**What you should do:** Among the entries below, tally each line containing "expired"; respond with the total only.

━━━ Data records ━━━

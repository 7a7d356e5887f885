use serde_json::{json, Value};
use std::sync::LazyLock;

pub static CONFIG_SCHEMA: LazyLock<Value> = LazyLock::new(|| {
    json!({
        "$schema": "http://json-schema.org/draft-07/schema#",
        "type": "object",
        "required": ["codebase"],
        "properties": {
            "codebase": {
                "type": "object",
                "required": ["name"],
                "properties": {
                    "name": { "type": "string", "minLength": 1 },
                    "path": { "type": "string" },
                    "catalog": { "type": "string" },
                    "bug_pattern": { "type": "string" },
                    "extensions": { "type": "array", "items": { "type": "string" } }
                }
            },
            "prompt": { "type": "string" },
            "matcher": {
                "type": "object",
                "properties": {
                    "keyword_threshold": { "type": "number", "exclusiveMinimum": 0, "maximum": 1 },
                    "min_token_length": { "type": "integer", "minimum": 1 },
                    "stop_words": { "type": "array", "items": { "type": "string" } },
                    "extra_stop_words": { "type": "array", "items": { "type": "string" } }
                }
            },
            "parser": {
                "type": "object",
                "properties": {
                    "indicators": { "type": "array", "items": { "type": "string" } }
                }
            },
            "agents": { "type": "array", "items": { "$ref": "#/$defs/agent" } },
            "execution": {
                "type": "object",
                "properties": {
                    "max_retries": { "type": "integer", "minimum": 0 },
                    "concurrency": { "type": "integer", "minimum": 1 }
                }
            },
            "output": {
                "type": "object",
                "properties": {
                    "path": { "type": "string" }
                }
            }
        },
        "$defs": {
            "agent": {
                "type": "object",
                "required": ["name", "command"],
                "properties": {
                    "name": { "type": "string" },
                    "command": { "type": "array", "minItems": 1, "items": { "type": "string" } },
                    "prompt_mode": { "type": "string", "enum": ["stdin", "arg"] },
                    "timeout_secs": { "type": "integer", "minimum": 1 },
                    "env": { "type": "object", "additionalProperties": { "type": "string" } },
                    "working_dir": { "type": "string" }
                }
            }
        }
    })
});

━━━
━━━ Data records ━━━

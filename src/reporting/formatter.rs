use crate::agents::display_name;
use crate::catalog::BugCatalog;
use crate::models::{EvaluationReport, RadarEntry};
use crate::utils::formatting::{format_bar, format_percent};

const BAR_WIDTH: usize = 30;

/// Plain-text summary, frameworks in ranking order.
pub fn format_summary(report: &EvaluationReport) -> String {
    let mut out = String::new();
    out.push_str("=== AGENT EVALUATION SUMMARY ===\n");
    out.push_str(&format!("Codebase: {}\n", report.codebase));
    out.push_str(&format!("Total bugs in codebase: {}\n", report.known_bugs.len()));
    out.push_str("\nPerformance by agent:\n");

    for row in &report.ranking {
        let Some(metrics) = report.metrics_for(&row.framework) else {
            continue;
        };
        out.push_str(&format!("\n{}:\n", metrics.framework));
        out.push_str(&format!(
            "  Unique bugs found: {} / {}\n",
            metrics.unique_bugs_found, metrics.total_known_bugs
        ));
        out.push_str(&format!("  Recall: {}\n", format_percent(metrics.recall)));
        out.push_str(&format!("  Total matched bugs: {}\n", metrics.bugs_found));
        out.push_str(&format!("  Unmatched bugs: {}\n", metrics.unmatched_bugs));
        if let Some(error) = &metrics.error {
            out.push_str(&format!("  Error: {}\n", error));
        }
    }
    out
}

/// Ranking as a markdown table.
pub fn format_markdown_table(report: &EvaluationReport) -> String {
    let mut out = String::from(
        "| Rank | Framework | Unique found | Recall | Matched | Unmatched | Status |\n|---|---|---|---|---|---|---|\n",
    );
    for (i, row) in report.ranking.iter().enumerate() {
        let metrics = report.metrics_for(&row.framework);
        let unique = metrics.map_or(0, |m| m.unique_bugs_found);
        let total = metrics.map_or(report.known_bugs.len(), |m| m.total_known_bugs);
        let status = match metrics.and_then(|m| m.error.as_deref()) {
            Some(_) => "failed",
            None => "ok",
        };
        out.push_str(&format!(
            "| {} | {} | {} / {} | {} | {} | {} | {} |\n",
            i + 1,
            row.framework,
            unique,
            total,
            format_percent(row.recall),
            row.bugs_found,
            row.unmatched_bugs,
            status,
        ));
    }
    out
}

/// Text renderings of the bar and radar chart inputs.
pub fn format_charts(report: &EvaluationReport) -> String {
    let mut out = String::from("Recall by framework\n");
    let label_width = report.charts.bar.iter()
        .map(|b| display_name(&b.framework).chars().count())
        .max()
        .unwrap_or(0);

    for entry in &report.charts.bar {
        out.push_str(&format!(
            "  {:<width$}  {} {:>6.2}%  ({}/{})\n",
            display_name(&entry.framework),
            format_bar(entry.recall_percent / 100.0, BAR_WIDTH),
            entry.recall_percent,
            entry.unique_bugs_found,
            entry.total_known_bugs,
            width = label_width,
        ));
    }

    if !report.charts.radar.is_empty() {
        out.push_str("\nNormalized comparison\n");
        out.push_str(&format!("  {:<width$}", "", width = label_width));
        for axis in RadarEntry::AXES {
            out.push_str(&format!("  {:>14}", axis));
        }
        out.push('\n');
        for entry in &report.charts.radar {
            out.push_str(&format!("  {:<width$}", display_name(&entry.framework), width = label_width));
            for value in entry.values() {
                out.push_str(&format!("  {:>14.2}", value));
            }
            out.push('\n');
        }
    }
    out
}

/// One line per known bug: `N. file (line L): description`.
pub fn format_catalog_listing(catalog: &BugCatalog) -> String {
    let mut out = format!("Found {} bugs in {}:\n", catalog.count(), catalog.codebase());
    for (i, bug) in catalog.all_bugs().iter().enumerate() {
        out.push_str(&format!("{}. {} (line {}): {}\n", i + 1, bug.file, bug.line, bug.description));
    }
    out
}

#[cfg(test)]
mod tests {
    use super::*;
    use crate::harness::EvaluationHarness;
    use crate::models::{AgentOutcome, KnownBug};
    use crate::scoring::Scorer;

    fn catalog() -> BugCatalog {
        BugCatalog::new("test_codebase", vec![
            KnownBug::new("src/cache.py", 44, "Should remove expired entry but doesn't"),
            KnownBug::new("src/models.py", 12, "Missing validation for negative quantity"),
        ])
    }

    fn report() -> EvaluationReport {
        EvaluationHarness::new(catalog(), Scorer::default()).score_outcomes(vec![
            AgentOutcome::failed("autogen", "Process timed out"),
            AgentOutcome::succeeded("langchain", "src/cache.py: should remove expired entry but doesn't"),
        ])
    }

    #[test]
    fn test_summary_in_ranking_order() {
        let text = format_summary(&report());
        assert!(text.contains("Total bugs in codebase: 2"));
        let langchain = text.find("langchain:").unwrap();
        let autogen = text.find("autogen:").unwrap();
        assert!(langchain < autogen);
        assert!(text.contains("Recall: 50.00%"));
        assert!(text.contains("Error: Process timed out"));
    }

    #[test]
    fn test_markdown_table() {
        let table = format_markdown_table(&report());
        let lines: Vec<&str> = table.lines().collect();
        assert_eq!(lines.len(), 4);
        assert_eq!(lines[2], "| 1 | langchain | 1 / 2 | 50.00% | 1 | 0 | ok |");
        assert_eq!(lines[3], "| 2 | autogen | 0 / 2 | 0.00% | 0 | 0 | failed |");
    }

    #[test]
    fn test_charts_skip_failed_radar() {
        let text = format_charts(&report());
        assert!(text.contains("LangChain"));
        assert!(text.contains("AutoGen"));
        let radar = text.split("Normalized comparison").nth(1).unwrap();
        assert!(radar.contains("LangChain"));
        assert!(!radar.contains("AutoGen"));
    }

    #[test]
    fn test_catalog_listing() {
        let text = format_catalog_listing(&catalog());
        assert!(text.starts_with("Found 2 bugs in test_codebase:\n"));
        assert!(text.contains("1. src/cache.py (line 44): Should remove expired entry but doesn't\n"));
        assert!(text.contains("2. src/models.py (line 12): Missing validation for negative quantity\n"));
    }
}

━━━

**Answer below:** 3